ILC関連予算10.5億円要求へ 24年度に加速器の性能向上図る

 【東京支社】文部科学省は2024年度予算の概算要求案で、国際リニアコライダー(ILC)に関連し、23年度当初予算から8千万円増の10億5千万円を盛り込む方向で調整している。

 先月発足したILCテクノロジーネットワークによる国際的な協力枠組みを活用し、先端加速器の性能向上を図る。技術開発費などとして、23年度と同額の7億円を想定。電子と陽電子のビームをほぼ光の速さまで加速させる加速器の根幹となる粒子の発生、加速・制御に関する技術の向上に力を入れる。将来を担う若手研究者の育成に役立つ研究開発も支援する。

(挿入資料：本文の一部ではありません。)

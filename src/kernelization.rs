//! Twin-reduction kernelization for the biclique cover problem.
//!
//! Two vertices on the same side are *true twins* if their neighbor sets, restricted to the
//! currently active vertices of the other side, are identical. Dropping all but one
//! representative per twin class does not change the bipartite dimension: any cover of the
//! kernel extends to the full graph by placing each twin wherever its representative sits.
//! The reduction alternates between the two sides until a full pass removes nothing.

use fxhash::FxHashSet;
use crate::cover_instance::CoverInstance;

impl CoverInstance {

    /// Reduces both sides to one representative per twin class, iterating to a fixed point.
    /// Returns the kept vertices per side, in the instance's sorted order.
    pub fn twin_reduction(&self) -> (Vec<usize>, Vec<usize>) {
        let mut curr_u = self.u_nodes.clone();
        let mut curr_v = self.v_nodes.clone();
        let mut stable = false;
        while !stable {
            stable = true;
            let v_set: FxHashSet<usize> = curr_v.iter().copied().collect();
            curr_u = keep_representatives(&curr_u, &mut stable, |u| {
                signature(self.neighbors_of_u(u), &v_set)
            });
            let u_set: FxHashSet<usize> = curr_u.iter().copied().collect();
            curr_v = keep_representatives(&curr_v, &mut stable, |v| {
                signature(self.neighbors_of_v(v), &u_set)
            });
        }
        (curr_u, curr_v)
    }

    /// Returns the instance induced by the twin-reduction representatives. The kernel has the
    /// same bipartite dimension as `self`.
    pub fn kernelized(&self) -> CoverInstance {
        let (kernel_u, kernel_v) = self.twin_reduction();
        let kernel_v_set: FxHashSet<usize> = kernel_v.iter().copied().collect();
        let mut pairs = Vec::new();
        for &u in &kernel_u {
            let mut kept: Vec<usize> = self
                .neighbors_of_u(u)
                .intersection(&kernel_v_set)
                .copied()
                .collect();
            kept.sort_unstable();
            for v in kept {
                pairs.push((u, v));
            }
        }
        CoverInstance::from_pairs(&pairs).expect("the kernel inherits distinct edges and disjoint sides")
    }

}

/// The sorted neighbor list restricted to `active`, hashable for twin detection.
fn signature(neighbors: &FxHashSet<usize>, active: &FxHashSet<usize>) -> Vec<usize> {
    let mut sig: Vec<usize> = neighbors.intersection(active).copied().collect();
    sig.sort_unstable();
    sig
}

/// Keeps the first vertex per distinct signature, flagging `stable` down when a twin is dropped.
fn keep_representatives<F>(nodes: &[usize], stable: &mut bool, signature_of: F) -> Vec<usize>
where
    F: Fn(usize) -> Vec<usize>,
{
    let mut seen: FxHashSet<Vec<usize>> = FxHashSet::default();
    let mut kept = Vec::with_capacity(nodes.len());
    for &node in nodes {
        if seen.insert(signature_of(node)) {
            kept.push(node);
        } else {
            *stable = false;
        }
    }
    kept
}

#[cfg(test)]
mod tests {
    use super::*;

    #[test]
    fn complete_bipartite_collapses_test() {
        // K_{3,3}: all left vertices are twins, all right vertices are twins.
        let pairs: Vec<(usize, usize)> = (0..3).flat_map(|u| (3..6).map(move |v| (u, v))).collect();
        let ins = CoverInstance::from_pairs(&pairs).unwrap();
        let (ku, kv) = ins.twin_reduction();
        assert_eq!(ku, vec![0]);
        assert_eq!(kv, vec![3]);
        let kernel = ins.kernelized();
        assert_eq!(kernel.m(), 1);
    }

    #[test]
    fn crown_is_twin_free_test() {
        let ins = CoverInstance::from_pairs(&[(0, 3), (0, 4), (1, 3), (1, 5), (2, 4), (2, 5)]).unwrap();
        let (ku, kv) = ins.twin_reduction();
        assert_eq!(ku, vec![0, 1, 2]);
        assert_eq!(kv, vec![3, 4, 5]);
        assert_eq!(ins.kernelized(), ins);
    }

    #[test]
    fn partial_reduction_test() {
        // 1 and 2 are twins; the right side stays irreducible.
        let ins = CoverInstance::from_pairs(&[(0, 5), (1, 5), (1, 6), (2, 5), (2, 6)]).unwrap();
        let (ku, kv) = ins.twin_reduction();
        assert_eq!(ku, vec![0, 1]);
        assert_eq!(kv, vec![5, 6]);
    }

    #[test]
    fn kernel_preserves_dimension_test() {
        // K_{3,3} plus a pending edge; kernel answer must match the full answer.
        let mut pairs: Vec<(usize, usize)> = (0..3).flat_map(|u| (3..6).map(move |v| (u, v))).collect();
        pairs.push((7, 3));
        let ins = CoverInstance::from_pairs(&pairs).unwrap();
        let full = ins.bitmask_dimension().unwrap();
        let kernel = ins.kernelized().bitmask_dimension().unwrap();
        assert_eq!(full, kernel);
        assert_eq!(full, 2);
    }

}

 このほか高エネルギー加速器研究機構(KEK、茨城県つくば市)の運営費交付金として、23年度比で8千万円増の3億5千万円を盛り込む方針だ。

 ILCは宇宙創生の謎に迫る素粒子物理学の巨大実験施設。地下100メートルに直線形の加速器(初期延長約20キロ)を設置する。13年に岩手、宮城両県にまたがる北上山地(北上高地)が世界最有力の候補地に絞り込まれ、日本政府が誘致の可否を検討している。